## TASK TO CARRY OUT
Skip all lines in the entries below that come before the one containing "impl MeshSource for". Repeat that line and the rest exactly.

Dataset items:
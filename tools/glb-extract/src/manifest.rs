//! Mesh manifest parsing
//!
//! A manifest describes a raw mesh dump on disk so the CLI can export it:
//!
//! ```toml
//! vertices = "cube.vtx"   # interleaved vertex bytes, host byte order
//! indices = "cube.idx"    # optional little-endian u16 indices
//!
//! [[attributes]]
//! alias = "position"
//! component_type = "f32"
//! components = 3
//!
//! [[attributes]]
//! alias = "color"
//! component_type = 5121
//! components = 4
//! normalized = true
//!
//! [options]
//! mode = "triangles"
//! attribute_map = { a_uv = "TEXCOORD_0" }
//! ```

use crate::mesh::{RawMesh, VertexAttribute, component_type_from_gl, component_type_from_name};
use crate::options::{ExtractOptions, parse_mode};
use anyhow::{Context, Result, bail};
use gltf_json::accessor::ComponentType;
use hashbrown::HashMap;
use serde::Deserialize;
use std::path::{Path, PathBuf};

/// Mesh manifest structure
#[derive(Debug, Deserialize)]
pub struct MeshManifest {
    /// Raw interleaved vertex data
    pub vertices: PathBuf,
    /// Raw u16 index data
    #[serde(default)]
    pub indices: Option<PathBuf>,
    /// Expected vertex count; derived from the file size when omitted
    #[serde(default)]
    pub vertex_count: Option<usize>,
    pub attributes: Vec<AttributeEntry>,
    #[serde(default)]
    pub options: OptionsSection,
}

/// One `[[attributes]]` entry
#[derive(Debug, Deserialize)]
pub struct AttributeEntry {
    pub alias: String,
    pub component_type: ComponentTypeEntry,
    pub components: u8,
    #[serde(default)]
    pub normalized: bool,
}

/// Component type by name (`"f32"`) or GL enum value (`5126`)
#[derive(Debug, Deserialize)]
#[serde(untagged)]
pub enum ComponentTypeEntry {
    Code(u32),
    Name(String),
}

impl ComponentTypeEntry {
    fn resolve(&self) -> Option<ComponentType> {
        match self {
            ComponentTypeEntry::Code(code) => component_type_from_gl(*code),
            ComponentTypeEntry::Name(name) => component_type_from_name(name),
        }
    }
}

/// Export options stored alongside the mesh
#[derive(Debug, Default, Deserialize)]
pub struct OptionsSection {
    pub output: Option<PathBuf>,
    pub mode: Option<String>,
    pub position_alias: Option<String>,
    #[serde(default)]
    pub attribute_map: HashMap<String, String>,
}

impl MeshManifest {
    /// Load manifest from file
    pub fn load(path: &Path) -> Result<Self> {
        let content = std::fs::read_to_string(path)
            .with_context(|| format!("Failed to read manifest: {}", path.display()))?;
        Self::parse(&content)
    }

    /// Parse manifest from string
    pub fn parse(content: &str) -> Result<Self> {
        toml::from_str(content).context("Failed to parse mesh manifest")
    }

    /// Resolved vertex attributes
    pub fn vertex_attributes(&self) -> Result<Vec<VertexAttribute>> {
        self.attributes
            .iter()
            .map(|entry| {
                let Some(component_type) = entry.component_type.resolve() else {
                    bail!(
                        "Attribute '{}' has unknown component type {:?}",
                        entry.alias,
                        entry.component_type
                    );
                };
                Ok(VertexAttribute {
                    alias: entry.alias.clone(),
                    component_type,
                    components: entry.components,
                    normalized: entry.normalized,
                })
            })
            .collect()
    }

    /// Read the raw vertex and index files (relative to `base_dir`) into a mesh
    pub fn load_mesh(&self, base_dir: &Path) -> Result<RawMesh> {
        let vertices_path = base_dir.join(&self.vertices);
        let vertices = std::fs::read(&vertices_path)
            .with_context(|| format!("Failed to read vertices: {}", vertices_path.display()))?;

        let mut mesh = RawMesh::new(self.vertex_attributes()?).vertices(vertices);
        if let Some(count) = self.vertex_count {
            mesh = mesh.with_vertex_count(count);
        }

        if let Some(indices) = &self.indices {
            let indices_path = base_dir.join(indices);
            let bytes = std::fs::read(&indices_path)
                .with_context(|| format!("Failed to read indices: {}", indices_path.display()))?;
            if bytes.len() % 2 != 0 {
                bail!(
                    "Index file {} has odd length {}",
                    indices_path.display(),
                    bytes.len()
                );
            }
            let indices: Vec<u16> = bytes
                .chunks_exact(2)
                .map(|b| u16::from_le_bytes([b[0], b[1]]))
                .collect();
            mesh = mesh.indices(&indices);
        }

        Ok(mesh)
    }

    /// Apply the `[options]` section on top of `options`
    pub fn apply_options(
        &self,
        mut options: ExtractOptions,
        base_dir: &Path,
    ) -> Result<ExtractOptions> {
        let section = &self.options;
        if let Some(output) = &section.output {
            options.output = base_dir.join(output);
        }
        if let Some(mode) = &section.mode {
            options.render_mode =
                parse_mode(mode).with_context(|| format!("Unknown primitive mode: {mode}"))?;
        }
        if let Some(alias) = &section.position_alias {
            options.position_alias = alias.clone();
        }
        for (alias, semantic) in &section.attribute_map {
            options.attribute_map.insert(alias.clone(), semantic.clone());
        }
        Ok(options)
    }
}
//! Binary chunk packing: vertex data first, then index data

use crate::mesh::MeshSource;
use crate::writer::{Element, EndianWriter};
use std::io::{self, Write};

/// Byte ranges written to the binary accumulator
#[derive(Debug, Clone, Copy, PartialEq, Eq)]
pub struct PackedSections {
    /// Length of the vertex section (starts at offset 0)
    pub vertex_length: usize,
    /// Index section, present only for indexed meshes
    pub index: Option<IndexSection>,
}

#[derive(Debug, Clone, Copy, PartialEq, Eq)]
pub struct IndexSection {
    pub byte_offset: usize,
    pub byte_length: usize,
}

/// Write the vertex bytes (as f32 values) and index bytes (as u16 values)
/// of `mesh` into `bin`, flushing after each section so the lengths are exact.
pub fn pack_buffers(
    mesh: &dyn MeshSource,
    bin: &mut EndianWriter<Vec<u8>>,
) -> io::Result<PackedSections> {
    bin.flush()?;
    let start = bin.get_ref().len();

    write_reinterpreted::<f32, _>(bin, mesh.vertex_bytes())?;
    bin.flush()?;
    let vertex_end = bin.get_ref().len();

    let index = match mesh.index_bytes() {
        Some(bytes) if mesh.index_count() > 0 => {
            write_reinterpreted::<u16, _>(bin, bytes)?;
            bin.flush()?;
            let index_end = bin.get_ref().len();
            Some(IndexSection {
                byte_offset: vertex_end - start,
                byte_length: index_end - vertex_end,
            })
        }
        _ => None,
    };

    let sections = PackedSections {
        vertex_length: vertex_end - start,
        index,
    };
    tracing::debug!(?sections, "Packed binary chunk");
    Ok(sections)
}

/// Write host-order `bytes` as a run of `T` values in the writer's byte order.
///
/// Trailing bytes that do not fill a whole `T` are copied unchanged.
fn write_reinterpreted<T: Element, W: Write>(
    writer: &mut EndianWriter<W>,
    bytes: &[u8],
) -> io::Result<()> {
    let size = std::mem::size_of::<T>();
    let (whole, tail) = bytes.split_at(bytes.len() - bytes.len() % size);

    match bytemuck::try_cast_slice::<u8, T>(whole) {
        Ok(values) => writer.write_slice(values)?,
        Err(_) => {
            // Unaligned source
            let values: Vec<T> = whole
                .chunks_exact(size)
                .map(bytemuck::pod_read_unaligned::<T>)
                .collect();
            writer.write_slice(&values)?;
        }
    }

    writer.write_slice(tail)
}
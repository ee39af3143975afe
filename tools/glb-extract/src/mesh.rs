//! Mesh input: vertex attribute layout and raw vertex/index data

use gltf_json::accessor::ComponentType;

/// Alias of the 3-component position attribute
pub const POSITION: &str = "position";
/// Alias of the packed RGBA color attribute
pub const COLOR: &str = "color";
/// Alias of the normal attribute
pub const NORMAL: &str = "normal";
/// Alias of the first texture coordinate attribute
pub const TEX_COORDS: &str = "texCoords";

/// Every component type a vertex attribute may use
pub const COMPONENT_TYPES: [ComponentType; 6] = [
    ComponentType::I8,
    ComponentType::U8,
    ComponentType::I16,
    ComponentType::U16,
    ComponentType::U32,
    ComponentType::F32,
];

/// Parse a component type from its GL enum value
pub fn component_type_from_gl(code: u32) -> Option<ComponentType> {
    COMPONENT_TYPES
        .into_iter()
        .find(|ty| ty.as_gl_enum() == code)
}

/// Parse a component type from a short name (`f32`, `u8`, ...)
pub fn component_type_from_name(name: &str) -> Option<ComponentType> {
    Some(match name.to_ascii_lowercase().as_str() {
        "i8" | "byte" => ComponentType::I8,
        "u8" | "ubyte" | "unsigned_byte" => ComponentType::U8,
        "i16" | "short" => ComponentType::I16,
        "u16" | "ushort" | "unsigned_short" => ComponentType::U16,
        "u32" | "uint" | "unsigned_int" => ComponentType::U32,
        "f32" | "float" => ComponentType::F32,
        _ => return None,
    })
}

/// One attribute of an interleaved vertex record
#[derive(Debug, Clone, PartialEq, Eq)]
pub struct VertexAttribute {
    /// Host-side name, mapped to a glTF semantic at export time
    pub alias: String,
    pub component_type: ComponentType,
    /// Number of components (1-4 for exportable attributes)
    pub components: u8,
    /// Integer values are normalized to [0, 1] / [-1, 1]
    pub normalized: bool,
}

impl VertexAttribute {
    pub fn new(alias: impl Into<String>, component_type: ComponentType, components: u8) -> Self {
        Self {
            alias: alias.into(),
            component_type,
            components,
            normalized: false,
        }
    }

    /// Mark integer components as normalized
    pub fn normalized(mut self) -> Self {
        self.normalized = true;
        self
    }

    /// 3 x f32 position
    pub fn position3() -> Self {
        Self::new(POSITION, ComponentType::F32, 3)
    }

    /// 4 x u8 normalized color
    pub fn color() -> Self {
        Self::new(COLOR, ComponentType::U8, 4).normalized()
    }

    /// 3 x f32 normal
    pub fn normal() -> Self {
        Self::new(NORMAL, ComponentType::F32, 3)
    }

    /// 2 x f32 texture coordinates
    pub fn tex_coords() -> Self {
        Self::new(TEX_COORDS, ComponentType::F32, 2)
    }

    /// Size of one element in bytes (components x component width)
    pub fn size(&self) -> usize {
        self.components as usize * self.component_type.size()
    }
}

/// Read-only view of a mesh owned by the host.
///
/// Vertex and index bytes are in host byte order. Implementations must not
/// change while an export is reading them.
pub trait MeshSource {
    /// Attributes in interleaved order
    fn attributes(&self) -> &[VertexAttribute];

    fn vertex_count(&self) -> usize;

    /// Number of 16-bit indices (0 if unindexed)
    fn index_count(&self) -> usize;

    /// Raw vertex bytes, `vertex_count * vertex_stride` long
    fn vertex_bytes(&self) -> &[u8];

    /// Raw 16-bit index bytes; `None` when the mesh is unindexed
    fn index_bytes(&self) -> Option<&[u8]>;

    /// Bytes per vertex record
    fn vertex_stride(&self) -> usize {
        self.attributes().iter().map(VertexAttribute::size).sum()
    }
}

impl<M: MeshSource + ?Sized> MeshSource for &M {
    fn attributes(&self) -> &[VertexAttribute] {
        (**self).attributes()
    }

    fn vertex_count(&self) -> usize {
        (**self).vertex_count()
    }

    fn index_count(&self) -> usize {
        (**self).index_count()
    }

    fn vertex_bytes(&self) -> &[u8] {
        (**self).vertex_bytes()
    }

    fn index_bytes(&self) -> Option<&[u8]> {
        (**self).index_bytes()
    }

    fn vertex_stride(&self) -> usize {
        (**self).vertex_stride()
    }
}

/// In-memory mesh with interleaved vertex bytes and u16 indices
#[derive(Debug, Clone, Default)]
pub struct RawMesh {
    attributes: Vec<VertexAttribute>,
    vertex_count: usize,
    vertices: Vec<u8>,
    indices: Vec<u16>,
}

impl RawMesh {
    pub fn new(attributes: Vec<VertexAttribute>) -> Self {
        Self {
            attributes,
            ..Default::default()
        }
    }

    /// Set raw interleaved vertex bytes; the vertex count is derived from the stride
    pub fn vertices(mut self, bytes: impl Into<Vec<u8>>) -> Self {
        self.vertices = bytes.into();
        let stride = self.vertex_stride();
        self.vertex_count = if stride == 0 {
            0
        } else {
            self.vertices.len() / stride
        };
        self
    }

    /// Set interleaved vertex data from any plain-old-data records
    pub fn vertex_data<T: bytemuck::Pod>(self, records: &[T]) -> Self {
        self.vertices(bytemuck::cast_slice::<T, u8>(records).to_vec())
    }

    /// Override the derived vertex count
    pub fn with_vertex_count(mut self, count: usize) -> Self {
        self.vertex_count = count;
        self
    }

    /// Set 16-bit indices
    pub fn indices(mut self, indices: &[u16]) -> Self {
        self.indices = indices.to_vec();
        self
    }
}

impl MeshSource for RawMesh {
    fn attributes(&self) -> &[VertexAttribute] {
        &self.attributes
    }

    fn vertex_count(&self) -> usize {
        self.vertex_count
    }

    fn index_count(&self) -> usize {
        self.indices.len()
    }

    fn vertex_bytes(&self) -> &[u8] {
        &self.vertices
    }

    fn index_bytes(&self) -> Option<&[u8]> {
        if self.indices.is_empty() {
            None
        } else {
            Some(bytemuck::cast_slice(&self.indices))
        }
    }
}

## EXERCISE SOLUTION
impl MeshSource for RawMesh {
    fn attributes(&self) -> &[VertexAttribute] {
        &self.attributes
    }

    fn vertex_count(&self) -> usize {
        self.vertex_count
    }

    fn index_count(&self) -> usize {
        self.indices.len()
    }

    fn vertex_bytes(&self) -> &[u8] {
        &self.vertices
    }

    fn index_bytes(&self) -> Option<&[u8]> {
        if self.indices.is_empty() {
            None
        } else {
            Some(bytemuck::cast_slice(&self.indices))
        }
    }
}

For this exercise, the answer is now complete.